California Stores the DNA of All Babies Born in the State

What could go wrong? The iron law of data collection, that’s what. It’s been a while since I’ve written about the iron law, so here’s a quick recap: The iron law states: Whenever the government (or anyone else for that matter) collects data, two things are guaranteed:

  1. No matter the reason given for its collection, it will be used for more and more purposes.
  2. It will inevitably be abused.

Through the years, I’ve provided several examples of the iron law in action. California’s collection and retention of babies’ DNA is only the latest and it exactly parallels what happened in Sweden1: the DNA was collected with the rationale that it was needed for the testing and treatment of genetic diseases. It wasn’t long before law enforcement started showing up with warrants. In California’s case, the state can even sell the data to third parties for “valid scientific studies.”

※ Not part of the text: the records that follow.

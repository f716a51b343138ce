mod bindings;
mod builder;
mod state;
#[cfg(test)]
mod tests;

use little_chat_model::Turn;
use little_chat_ui_thread::{Handlers, UiThread, UiThreadGoneError};

use crate::backend_client::BackendClient;
use crate::display::{ChatDisplay, Clock};
use crate::event::UiEvent;
use crate::input::{EmojiPicker, InputField, QuickReply};
use crate::transcript::Transcript;
pub use builder::ChatWidgetBuilder;
pub use state::Stage;

/// The bot message shown when a reply cannot be obtained.
pub const FALLBACK_REPLY: &str =
    "Sorry, I'm having trouble connecting to the server. Please try again.";

type Ui = UiThread<WidgetState, UiEvent>;

pub(crate) struct WidgetState {
    backend: BackendClient,
    transcript: Transcript,
    display: Box<dyn ChatDisplay>,
    clock: Box<dyn Clock>,
    input: InputField,
    emoji_picker: EmojiPicker,
    quick_replies: Vec<QuickReply>,
    typing_visible: bool,
    in_flight: usize,
    next_request_id: u64,

    on_idle: Option<Box<dyn Fn() + Send + Sync>>,
}

/// A chat widget, which owns a transcript, a display and the input
/// affordances, and talks to a backend for bot replies.
///
/// The widget state lives on its own UI thread. Events and messages
/// dispatched through this handle are handled in order, one at a time,
/// and queries are answered after everything dispatched before them.
///
/// Sends are not serialized: a message sent while another one is still
/// waiting for its reply goes out immediately with its own copy of the
/// transcript, and the replies are shown in whatever order they arrive.
#[derive(Clone)]
pub struct ChatWidget {
    ui: Ui,
}

impl ChatWidget {
    /// Dispatches a UI event to the registered handlers.
    #[inline]
    pub fn dispatch(&self, event: UiEvent) -> Result<(), UiThreadGoneError> {
        self.ui.dispatch(event)
    }

    /// Sends a message.
    ///
    /// With `Some(text)` the text is sent as is and the input field is
    /// left alone. With `None` (or an empty text) the trimmed value of the
    /// input field is sent and the field is cleared. Nothing happens if
    /// that is empty too.
    #[inline]
    pub fn send_message(
        &self,
        text: Option<String>,
    ) -> Result<(), UiThreadGoneError> {
        self.ui.post(move |state, ui| state.send_message(text, ui))
    }

    /// Returns the turns recorded so far.
    pub async fn transcript(&self) -> Result<Vec<Turn>, UiThreadGoneError> {
        self.ui.query(|state| state.transcript.snapshot()).await
    }

    /// Returns the current value of the input field.
    pub async fn input_value(&self) -> Result<String, UiThreadGoneError> {
        self.ui.query(|state| state.input.value().to_owned()).await
    }

    /// Returns `true` if the input field has keyboard focus.
    pub async fn is_input_focused(&self) -> Result<bool, UiThreadGoneError> {
        self.ui.query(|state| state.input.is_focused()).await
    }

    /// Returns `true` if the typing indicator is shown.
    pub async fn is_typing_visible(&self) -> Result<bool, UiThreadGoneError> {
        self.ui.query(|state| state.typing_visible).await
    }

    /// Returns `true` if the emoji picker is shown.
    pub async fn is_emoji_picker_visible(
        &self,
    ) -> Result<bool, UiThreadGoneError> {
        self.ui.query(|state| state.emoji_picker.is_visible()).await
    }

    /// Returns the stage of the send cycle.
    pub async fn stage(&self) -> Result<Stage, UiThreadGoneError> {
        self.ui.query(WidgetState::stage).await
    }

    /// Stops the UI thread. Replies that arrive afterwards are dropped.
    #[inline]
    pub fn close(&self) {
        self.ui.stop();
    }
}

impl ChatWidget {
    fn spawn_from_builder(builder: ChatWidgetBuilder) -> Self {
        let ChatWidgetBuilder {
            backend,
            display,
            clock,
            emojis,
            quick_replies,
            on_idle,
        } = builder;

        let mut input = InputField::default();
        input.focus();

        let state = WidgetState {
            backend,
            transcript: Default::default(),
            display,
            clock,
            input,
            emoji_picker: EmojiPicker::new(emojis),
            quick_replies,
            typing_visible: false,
            in_flight: 0,
            next_request_id: 1,
            on_idle,
        };

        let mut handlers = Handlers::new();
        bindings::register(&mut handlers);

        Self {
            ui: UiThread::spawn(state, handlers, Some("chat widget")),
        }
    }
}
use serde::{Deserialize, Serialize};

/// A successful reply from the backend.
#[derive(Clone, Debug, PartialEq, Eq, Hash, Serialize, Deserialize)]
pub struct ChatReply {
    text: String,
}

impl ChatReply {
    /// Creates a reply with the given text.
    #[inline]
    pub fn new<S: Into<String>>(text: S) -> Self {
        Self { text: text.into() }
    }

    /// Returns the reply text.
    #[inline]
    pub fn text(&self) -> &str {
        &self.text
    }

    /// Converts the reply into its text.
    #[inline]
    pub fn into_text(self) -> String {
        self.text
    }
}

Although California mothers are supposed to be told that they can request that the data be destroyed, they often aren’t and even when they are it’s with a mass of other new born baby information that all but guarantees it won’t be read. Efforts to have parental consent be opt in was beaten back by vested interests. You can read the article for the details.

The point, though, is what it always is: if you allow the data to be collected it will eventually be abused. The only way to prevent that abuse is stop the collection or in the case of such things as testing for genetic diseases that the samples be destroyed as soon as the analysis is completed.

Footnotes:

1

Ironically, in that post I said that such collection would be blatantly illegal in the U.S. That shows what I know.